Его жена в этот момент, услышав это, начала раскачиваться из стороны в сторону и тихо, беззвучно плакать, глядя в пустоту.
– Мы пошли на север. По лесам, по болотам. Чтобы на большую дорогу не выходить. Потому что на дороге хозяйничают они. Печенеги.
Он замолчал. И вся деревня молчала, парализованная этим простым, бесхитростным, но оттого еще более страшным рассказом. Каждый представлял на месте Поречья свою деревню. На месте тех криков – крики своих детей и жен. Ужас стал осязаемым. Он стоял сейчас посреди их площади.
Ратибор смотрел на эту семью – сломленную, растоптанную, потерявшую всё, кроме жизни. И к своему удивлению, он не чувствовал жалости. Жалость – удел слабых. Он не чувствовал и страха. Страх был бесполезен.
Он чувствовал ярость.
Холодную, чистую, черную, как сталь после закалки. Ярость, которая выжигала из его души все остальное – и тоску, и сомнения, и обиды.
«Вот оно, – думал он, и его пальцы сами собой сжимались в кулаки. – Не абстрактные слухи, не пьяные байки. Вот оно. Настоящее дело. Лицом к лицу».
Ему больше не нужно было оправдывать свой побег желанием свободы. Теперь всё было просто и ясно.
«Это не просто угроза моей деревне.
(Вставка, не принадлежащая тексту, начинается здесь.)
//! Descriptive statistics and correlation with explicit degenerate cases.

use serde::{Deserialize, Serialize};
use statrs::distribution::{ContinuousCDF, StudentsT};

/// Arithmetic mean; `None` for an empty slice.
pub fn mean(values: &[f64]) -> Option<f64> {
    if values.is_empty() {
        None
    } else {
        Some(values.iter().sum::<f64>() / values.len() as f64)
    }
}

fn sum_sq_dev(values: &[f64]) -> f64 {
    match mean(values) {
        Some(m) => values.iter().map(|v| (v - m).powi(2)).sum(),
        None => 0.0,
    }
}

/// Sample variance (n - 1 denominator); zero when fewer than two values.
pub fn sample_variance(values: &[f64]) -> f64 {
    if values.len() < 2 {
        0.0
    } else {
        sum_sq_dev(values) / (values.len() - 1) as f64
    }
}

/// Population variance (n denominator); zero for an empty slice.
pub fn population_variance(values: &[f64]) -> f64 {
    if values.is_empty() {
        0.0
    } else {
        sum_sq_dev(values) / values.len() as f64
    }
}

/// Pearson and Spearman correlation over paired observations, each with a
/// two-sided p-value against zero correlation.
///
/// A coefficient is `None` when it is undefined: fewer than three pairs, or
/// either side has zero variance. Its p-value is then `None` as well.
#[derive(Debug, Clone, Copy, PartialEq, Serialize, Deserialize)]
pub struct Correlation {
    pub n: usize,
    pub pearson: Option<f64>,
    pub pearson_p: Option<f64>,
    pub spearman: Option<f64>,
    pub spearman_p: Option<f64>,
}

impl Correlation {
    pub fn compute(x: &[f64], y: &[f64]) -> Self {
        let n = x.len().min(y.len());
        let pearson = pearson(x, y);
        let spearman = spearman(x, y);
        Self {
            n,
            pearson,
            pearson_p: pearson.and_then(|r| correlation_p_value(r, n)),
            spearman,
            spearman_p: spearman.and_then(|r| correlation_p_value(r, n)),
        }
    }
}

/// Two-sided p-value of a correlation coefficient `r` over `n` pairs.
///
/// Uses `t = r * sqrt((n - 2) / (1 - r^2))` against Student's t with `n - 2`
/// degrees of freedom. `None` with fewer than three pairs.
pub fn correlation_p_value(r: f64, n: usize) -> Option<f64> {
    if n < 3 || !r.is_finite() {
        return None;
    }
    let r = r.clamp(-1.0, 1.0);
    let denom = 1.0 - r * r;
    if denom <= f64::EPSILON {
        return Some(0.0);
    }
    let df = (n - 2) as f64;
    let t = r * (df / denom).sqrt();
    let dist = StudentsT::new(0.0, 1.0, df).ok()?;
    Some((2.0 * (1.0 - dist.cdf(t.abs()))).clamp(0.0, 1.0))
}

/// Pearson correlation coefficient.
pub fn pearson(x: &[f64], y: &[f64]) -> Option<f64> {
    if x.len() != y.len() || x.len() < 3 {
        return None;
    }
    let (mx, my) = (mean(x)?, mean(y)?);
    let mut cov = 0.0;
    let mut vx = 0.0;
    let mut vy = 0.0;
    for (a, b) in x.iter().zip(y) {
        let (dx, dy) = (a - mx, b - my);
        cov += dx * dy;
        vx += dx * dx;
        vy += dy * dy;
    }
    if vx <= f64::EPSILON || vy <= f64::EPSILON {
        return None;
    }
    Some((cov / (vx.sqrt() * vy.sqrt())).clamp(-1.0, 1.0))
}

/// Spearman rank correlation: Pearson over average ranks (ties share a rank).
pub fn spearman(x: &[f64], y: &[f64]) -> Option<f64> {
    if x.len() != y.len() || x.len() < 3 {
        return None;
    }
    pearson(&average_ranks(x), &average_ranks(y))
}

/// 1-based ranks; tied values receive the mean of the ranks they span.
pub fn average_ranks(values: &[f64]) -> Vec<f64> {
    let mut order: Vec<usize> = (0..values.len()).collect();
    order.sort_by(|&a, &b| values[a].total_cmp(&values[b]));

    let mut ranks = vec![0.0; values.len()];
    let mut start = 0;
    while start < order.len() {
        let mut end = start + 1;
        while end < order.len() && values[order[end]] == values[order[start]] {
            end += 1;
        }
        // Positions start..end (0-based) hold ranks start+1..=end.
        let rank = (start + 1 + end) as f64 / 2.0;
        for &idx in &order[start..end] {
            ranks[idx] = rank;
        }
        start = end;
    }
    ranks
}

#[cfg(test)]
mod tests {
    use super::*;

    fn close(a: f64, b: f64) -> bool {
        (a - b).abs() < 1e-9
    }

    #[test]
    fn mean_and_variances() {
        let v = [1.0, 2.0, 3.0, 4.0];
        assert_eq!(mean(&v), Some(2.5));
        assert!(close(sample_variance(&v), 5.0 / 3.0));
        assert!(close(population_variance(&v), 1.25));
        assert_eq!(mean(&[]), None);
        assert_eq!(sample_variance(&[1.0]), 0.0);
        assert_eq!(population_variance(&[]), 0.0);
    }

    #[test]
    fn constant_series_have_zero_variance() {
        assert_eq!(sample_variance(&[1.0; 5]), 0.0);
        assert_eq!(sample_variance(&[0.0; 5]), 0.0);
    }

    #[test]
    fn perfect_correlations() {
        let x = [1.0, 2.0, 3.0, 4.0];
        let y = [2.0, 4.0, 6.0, 8.0];
        assert!(close(pearson(&x, &y).unwrap(), 1.0));
        let neg: Vec<f64> = y.iter().map(|v| -v).collect();
        assert!(close(pearson(&x, &neg).unwrap(), -1.0));
    }

    #[test]
    fn spearman_sees_monotone_nonlinear() {
        let x = [1.0, 2.0, 3.0, 4.0, 5.0];
        let y = [1.0, 4.0, 9.0, 16.0, 100.0];
        assert!(close(spearman(&x, &y).unwrap(), 1.0));
        assert!(pearson(&x, &y).unwrap() < 1.0);
    }

    #[test]
    fn degenerate_correlations_are_undefined() {
        assert_eq!(pearson(&[1.0, 2.0], &[1.0, 2.0]), None);
        assert_eq!(pearson(&[1.0, 1.0, 1.0], &[1.0, 2.0, 3.0]), None);
        assert_eq!(pearson(&[1.0, 2.0, 3.0], &[1.0, 2.0]), None);
        let c = Correlation::compute(&[0.0; 4], &[0.5, 0.1, 0.2, 0.3]);
        assert_eq!(c.n, 4);
        assert_eq!(c.pearson, None);
        assert_eq!(c.pearson_p, None);
        assert_eq!(c.spearman, None);
        assert_eq!(c.spearman_p, None);
    }

    #[test]
    fn p_values_follow_students_t() {
        // r = 0.8 over five pairs: t = 2.3094 with 3 degrees of freedom.
        let c = Correlation::compute(&[1.0, 2.0, 3.0, 4.0, 5.0], &[2.0, 1.0, 4.0, 3.0, 5.0]);
        assert!(close(c.pearson.unwrap(), 0.8));
        assert!((c.pearson_p.unwrap() - 0.104_088).abs() < 1e-5);
        assert!(close(c.spearman.unwrap(), 0.8));
        assert!((c.spearman_p.unwrap() - 0.104_088).abs() < 1e-5);
    }

    #[test]
    fn p_value_edges() {
        // One degree of freedom: p = 1 - 2 atan(t) / pi, t = 1/sqrt(3).
        assert!((correlation_p_value(0.5, 3).unwrap() - 2.0 / 3.0).abs() < 1e-6);
        assert_eq!(correlation_p_value(1.0, 10), Some(0.0));
        assert!(close(correlation_p_value(0.0, 10).unwrap(), 1.0));
        assert_eq!(correlation_p_value(0.5, 2), None);
    }

    #[test]
    fn ties_share_average_rank() {
        assert_eq!(average_ranks(&[10.0, 20.0, 10.0, 30.0]), vec![1.5, 3.0, 1.5, 4.0]);
    }
}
Это – оскорбление. Оскорбление моей земле, моему роду, моим богам. Моё желание уйти перестало быть побегом. Оно становится долгом. Единственным возможным путем».
Он перевел взгляд с беженцев на лица своих односельчан – растерянные, напуганные.
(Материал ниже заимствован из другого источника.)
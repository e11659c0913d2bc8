//! Evidence-response curve: mean φ as a function of k.

use serde::{Deserialize, Serialize};

use super::{
    require_k_values, subset_orderings, BatchSummary, EngineConfig, Orchestrator,
    DEFAULT_CONDITION,
};
use crate::aggregate::{
    aggregate_by_k, permutation_sensitivity_by_k, KStats, PermutationSensitivity,
};
use crate::domain::{EvidencePool, PromptKind, Protocol, TestPrompt, Trial, TrialRecord};
use crate::error::{EngineError, Result};
use crate::sampler::validate_k_values;

#[derive(Debug, Clone, PartialEq, Eq, Serialize, Deserialize)]
#[serde(default)]
pub struct EvidenceCurveParams {
    pub k_values: Vec<usize>,
    pub n_subsets: usize,
    pub n_permutations: usize,
}

impl Default for EvidenceCurveParams {
    fn default() -> Self {
        Self {
            k_values: vec![0, 2, 4, 8, 12, 16, 20],
            n_subsets: 20,
            n_permutations: 20,
        }
    }
}

#[derive(Debug, Clone, Serialize)]
pub struct EvidenceCurveReport {
    pub params: EvidenceCurveParams,
    pub curve: Vec<KStats>,
    pub permutation_sensitivity: Vec<PermutationSensitivity>,
    pub summary: BatchSummary,
    #[serde(skip)]
    pub records: Vec<TrialRecord>,
}

/// Every (k, subset, ordering, prompt) trial of the sweep, in that nesting order.
pub fn plan_evidence_curve(
    config: &EngineConfig,
    pool: &EvidencePool,
    prompts: &[TestPrompt],
    params: &EvidenceCurveParams,
) -> Result<Vec<Trial>> {
    require_k_values(&params.k_values)?;
    validate_k_values(pool, &params.k_values)?;
    if prompts.is_empty() {
        return Err(EngineError::Data("no test prompts".into()));
    }

    let mut trials = Vec::new();
    for &k in &params.k_values {
        let subsets = subset_orderings(
            pool,
            k,
            params.n_subsets,
            params.n_permutations,
            config.seed,
        )?;
        for (subset_idx, orderings) in subsets.into_iter().enumerate() {
            for (perm_idx, evidence) in orderings.into_iter().enumerate() {
                for prompt in prompts {
                    trials.push(Trial {
                        protocol: Protocol::EvidenceCurve,
                        condition: DEFAULT_CONDITION.to_string(),
                        system_prompt: config.system_prompt.clone(),
                        k,
                        subset_idx,
                        perm_idx,
                        evidence: evidence.clone(),
                        prompt: prompt.clone(),
                        prompt_kind: PromptKind::Base,
                        sweep: None,
                    });
                }
            }
        }
    }
    Ok(trials)
}

pub async fn run_evidence_curve(
    orchestrator: &Orchestrator,
    pool: &EvidencePool,
    prompts: &[TestPrompt],
    params: &EvidenceCurveParams,
) -> Result<EvidenceCurveReport> {
    let trials = plan_evidence_curve(orchestrator.config(), pool, prompts, params)?;
    let (records, summary) = orchestrator
        .run_batch(Protocol::EvidenceCurve, trials)
        .await
        .into_result()?;

    Ok(EvidenceCurveReport {
        params: params.clone(),
        curve: aggregate_by_k(&records),
        permutation_sensitivity: permutation_sensitivity_by_k(&records),
        summary,
        records,
    })
}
«Они приходят на нашу землю, – стучало у него в висках, в такт его сердцу. – Они жгут наши дома. Они насилуют наших женщин. А я здесь?! Я здесь чиню мотыги и отбиваюсь от бабьих юбок?!»
«Нет, – прорычал он про себя, и это было клятвой. – Хватит».
В этот вечер он не пошел в кузницу. Он пошел домой, достал из тайника свой боевой топор, развернул его и положил на лавку рядом с собой. Он сел и стал ждать. Он больше не собирался никуда бежать. Он ждал зова. И знал, что теперь он прозвучит очень скоро.